FIG. 2B illustrates the apparatus 100 of FIG. 1, with a cross-section cut-out of the front end portion. In the embodiment shown in FIG. 2B, the ultrasound imaging device 100 contains two arrays 200 that can be linearly translated along an axis 205. Within the apparatus 100 is a linear actuator for moving the ultrasound transducers 200 along the designated axis 205.

While moving the transducers 200 along the axis 205, this enables acquisition of individual 2D imaging slices 202. For reference, the slice 202 is visible in FIG. 2A from a front view, as well as an angled view in FIG. 2B. The generation of multiple 2D image slices, as varying positions from the movement of the transducers 205 by the linear actuator, are combined to form a 3D volume 206 composed of multiple individual 2D imaging slices 202. As visible in FIG. 2B, the slice 202 is a single 2D image and the 3D image or volume 206 is a combination of multiple slices generated by movement of the transducer arrays 200. As described in further detail herein, the generation of the 2D and 3D images are performed by processor operations processing image data acquired from the arrays 200.

The apparatus 100 can operate at two different stages or phases. In the first stage, the apparatus 100 generates the 3D imagery with movement of the transducer arrays 200. In the second stage, the apparatus 100 facilitates needle insertion into the patient.

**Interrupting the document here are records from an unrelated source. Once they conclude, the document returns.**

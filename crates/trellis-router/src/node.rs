//! Trie nodes.
//!
//! A node stands for one path segment. Children are kept in insertion
//! order because lookup returns the first successful branch it reaches.

use http::Method;

use crate::method::MethodMap;

/// The segment a node matches.
#[derive(Debug, Clone, PartialEq, Eq)]
pub enum Segment {
    /// Matches one segment by exact text equality.
    Literal(String),
    /// Matches any one segment and records it under the given name.
    Param(String),
}

impl Segment {
    /// Parses a raw path segment. A leading `:` marks a parameter.
    #[must_use]
    pub fn parse(raw: &str) -> Self {
        match raw.strip_prefix(':') {
            Some(name) => Self::Param(name.to_string()),
            None => Self::Literal(raw.to_string()),
        }
    }

    /// Returns true for parameter segments.
    #[must_use]
    pub fn is_param(&self) -> bool {
        matches!(self, Self::Param(_))
    }

    /// Returns the literal text, or `None` for a parameter.
    #[must_use]
    pub fn literal(&self) -> Option<&str> {
        match self {
            Self::Literal(text) => Some(text),
            Self::Param(_) => None,
        }
    }

    /// Returns true if this segment can consume `input` during lookup.
    #[must_use]
    pub fn accepts(&self, input: &str) -> bool {
        match self {
            Self::Literal(text) => text == input,
            Self::Param(_) => true,
        }
    }
}

/// A node in the routing trie.
#[derive(Debug, Clone)]
pub struct Node<V> {
    segment: Segment,
    children: Vec<Node<V>>,
    handlers: MethodMap<V>,
}

impl<V> Node<V> {
    /// Creates the root node, which matches `/`.
    #[must_use]
    pub fn root() -> Self {
        Self::new(Segment::Literal("/".to_string()))
    }

    /// Creates a node without children or handlers.
    #[must_use]
    pub fn new(segment: Segment) -> Self {
        Self {
            segment,
            children: Vec::new(),
            handlers: MethodMap::new(),
        }
    }

    /// Returns the segment this node matches.
    #[must_use]
    pub fn segment(&self) -> &Segment {
        &self.segment
    }

    /// Returns the child nodes in insertion order.
    #[must_use]
    pub fn children(&self) -> &[Node<V>] {
        &self.children
    }

    /// Returns the value registered for `method` on this node.
    #[must_use]
    pub fn handler(&self, method: &Method) -> Option<&V> {
        self.handlers.get(method)
    }

    /// Returns the methods registered on this node.
    #[must_use]
    pub fn methods(&self) -> Vec<Method> {
        self.handlers.methods()
    }
}

impl<V: Clone> Node<V> {
    pub(crate) fn set_handlers(&mut self, methods: &[Method], value: &V) {
        for method in methods {
            self.handlers.insert(method.clone(), value.clone());
        }
    }

    /// Places `segs` below this node.
    ///
    /// `segs[0]` is matched against the children. A parameter node treats
    /// every child as a candidate; a literal node only the child whose
    /// literal text equals the segment. Parameter children have no literal
    /// text, so a `:name` segment below a literal node always opens a new
    /// branch.
    pub(crate) fn insert(&mut self, segs: &[&str], methods: &[Method], value: &V) {
        let Some((&seg, rest)) = segs.split_first() else {
            return;
        };

        let accept_all = self.segment.is_param();
        let candidates: Vec<usize> = self
            .children
            .iter()
            .enumerate()
            .filter(|(_, child)| accept_all || child.segment.literal() == Some(seg))
            .map(|(i, _)| i)
            .collect();

        if rest.is_empty() {
            if candidates.is_empty() {
                let mut leaf = Node::new(Segment::parse(seg));
                leaf.set_handlers(methods, value);
                self.children.push(leaf);
            } else {
                for i in candidates {
                    self.children[i].set_handlers(methods, value);
                }
            }
            return;
        }

        if candidates.is_empty() {
            self.children.push(Self::chain(segs, methods, value));
            return;
        }

        for i in candidates {
            self.children[i].insert(rest, methods, value);
        }
    }

    /// Builds a fresh branch for `segs`; the last node carries the handlers.
    fn chain(segs: &[&str], methods: &[Method], value: &V) -> Self {
        let mut node = Node::new(Segment::parse(segs[0]));
        if segs.len() == 1 {
            node.set_handlers(methods, value);
        } else {
            node.children.push(Self::chain(&segs[1..], methods, value));
        }
        node
    }
}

When a position for needle insertion is known, the transducer arrays 200 are looked in a set position, this is referred to as a “home” position. While in the home position, the arrays 200 generate 2D imagery, but this 2D imagery is a single slice, e.g. 202. As shown in FIG. 2C, the arrays 200 can be held stationary at a home position that aligns the ultrasound array fields of view 202 with the axis of needle insertion that is imposed by the needle guide 101.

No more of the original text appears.